Stored records:
►

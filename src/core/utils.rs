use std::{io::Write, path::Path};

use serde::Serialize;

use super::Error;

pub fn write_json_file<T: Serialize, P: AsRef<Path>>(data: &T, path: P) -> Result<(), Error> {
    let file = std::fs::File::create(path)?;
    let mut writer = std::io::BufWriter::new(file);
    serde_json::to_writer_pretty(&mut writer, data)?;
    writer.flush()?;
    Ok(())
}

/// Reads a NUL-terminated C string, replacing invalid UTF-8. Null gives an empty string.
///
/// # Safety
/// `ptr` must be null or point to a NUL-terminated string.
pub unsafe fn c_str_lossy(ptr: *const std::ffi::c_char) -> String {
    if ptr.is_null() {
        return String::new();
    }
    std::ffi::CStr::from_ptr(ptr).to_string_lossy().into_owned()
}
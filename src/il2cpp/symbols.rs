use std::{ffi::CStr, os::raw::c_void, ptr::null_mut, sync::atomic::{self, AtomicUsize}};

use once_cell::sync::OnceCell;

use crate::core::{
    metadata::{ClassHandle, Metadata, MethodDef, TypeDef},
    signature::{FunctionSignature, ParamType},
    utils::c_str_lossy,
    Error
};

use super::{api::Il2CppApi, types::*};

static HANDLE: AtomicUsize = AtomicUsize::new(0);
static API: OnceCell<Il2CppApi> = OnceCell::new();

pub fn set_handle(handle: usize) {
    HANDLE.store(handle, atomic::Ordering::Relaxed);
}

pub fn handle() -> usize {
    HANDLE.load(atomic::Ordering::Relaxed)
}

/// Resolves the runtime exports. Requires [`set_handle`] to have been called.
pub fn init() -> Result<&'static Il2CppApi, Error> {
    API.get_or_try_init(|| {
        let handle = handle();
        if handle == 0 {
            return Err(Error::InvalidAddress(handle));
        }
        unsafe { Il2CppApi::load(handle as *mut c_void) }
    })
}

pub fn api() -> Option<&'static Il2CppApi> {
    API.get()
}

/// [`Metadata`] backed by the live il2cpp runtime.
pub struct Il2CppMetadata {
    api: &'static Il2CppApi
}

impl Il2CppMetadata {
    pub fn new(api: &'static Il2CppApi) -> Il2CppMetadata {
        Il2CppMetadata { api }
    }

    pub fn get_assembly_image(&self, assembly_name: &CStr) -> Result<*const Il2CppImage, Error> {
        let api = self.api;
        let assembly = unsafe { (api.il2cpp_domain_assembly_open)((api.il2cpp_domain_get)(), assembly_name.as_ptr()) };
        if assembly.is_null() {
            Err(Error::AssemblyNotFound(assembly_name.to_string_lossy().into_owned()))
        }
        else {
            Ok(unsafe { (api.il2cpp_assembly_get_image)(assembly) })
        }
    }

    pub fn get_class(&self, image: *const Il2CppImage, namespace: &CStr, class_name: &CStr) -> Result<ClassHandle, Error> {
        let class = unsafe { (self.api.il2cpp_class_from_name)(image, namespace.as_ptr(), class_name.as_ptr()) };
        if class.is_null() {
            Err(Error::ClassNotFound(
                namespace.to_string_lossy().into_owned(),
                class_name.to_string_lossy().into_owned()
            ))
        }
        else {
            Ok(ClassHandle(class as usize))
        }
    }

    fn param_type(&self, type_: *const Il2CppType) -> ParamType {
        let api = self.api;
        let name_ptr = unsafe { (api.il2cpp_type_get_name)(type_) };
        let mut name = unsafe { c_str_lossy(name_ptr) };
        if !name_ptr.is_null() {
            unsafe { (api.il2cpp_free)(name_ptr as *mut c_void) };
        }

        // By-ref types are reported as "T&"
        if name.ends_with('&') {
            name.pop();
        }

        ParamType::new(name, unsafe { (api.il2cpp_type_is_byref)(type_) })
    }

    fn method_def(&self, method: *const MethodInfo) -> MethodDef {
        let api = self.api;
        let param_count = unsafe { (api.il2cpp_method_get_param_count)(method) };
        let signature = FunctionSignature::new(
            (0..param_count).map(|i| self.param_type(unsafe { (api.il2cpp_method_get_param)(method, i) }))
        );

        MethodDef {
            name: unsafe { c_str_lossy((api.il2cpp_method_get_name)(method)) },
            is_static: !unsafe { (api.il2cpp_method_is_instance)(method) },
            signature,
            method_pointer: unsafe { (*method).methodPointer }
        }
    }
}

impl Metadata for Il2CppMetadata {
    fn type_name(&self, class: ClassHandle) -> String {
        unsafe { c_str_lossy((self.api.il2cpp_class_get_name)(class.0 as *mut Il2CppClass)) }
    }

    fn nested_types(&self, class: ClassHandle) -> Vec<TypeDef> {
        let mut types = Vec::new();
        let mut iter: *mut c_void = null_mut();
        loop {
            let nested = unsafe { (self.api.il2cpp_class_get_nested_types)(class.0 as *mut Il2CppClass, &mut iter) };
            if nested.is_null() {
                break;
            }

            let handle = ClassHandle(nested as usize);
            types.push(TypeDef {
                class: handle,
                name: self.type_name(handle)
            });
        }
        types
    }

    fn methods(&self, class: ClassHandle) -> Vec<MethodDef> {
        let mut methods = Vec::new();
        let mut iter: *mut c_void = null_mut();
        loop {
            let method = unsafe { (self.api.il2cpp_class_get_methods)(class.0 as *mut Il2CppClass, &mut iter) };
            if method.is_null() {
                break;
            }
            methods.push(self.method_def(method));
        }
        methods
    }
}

◄

[What the task asks]
Each line in the data where the string "ClassHandle" occurs should be identified and copied.

[Final answer]
    metadata::{ClassHandle, Metadata, MethodDef, TypeDef},
    pub fn get_class(&self, image: *const Il2CppImage, namespace: &CStr, class_name: &CStr) -> Result<ClassHandle, Error> {
            Ok(ClassHandle(class as usize))
    fn type_name(&self, class: ClassHandle) -> String {
    fn nested_types(&self, class: ClassHandle) -> Vec<TypeDef> {
            let handle = ClassHandle(nested as usize);
    fn methods(&self, class: ClassHandle) -> Vec<MethodDef> {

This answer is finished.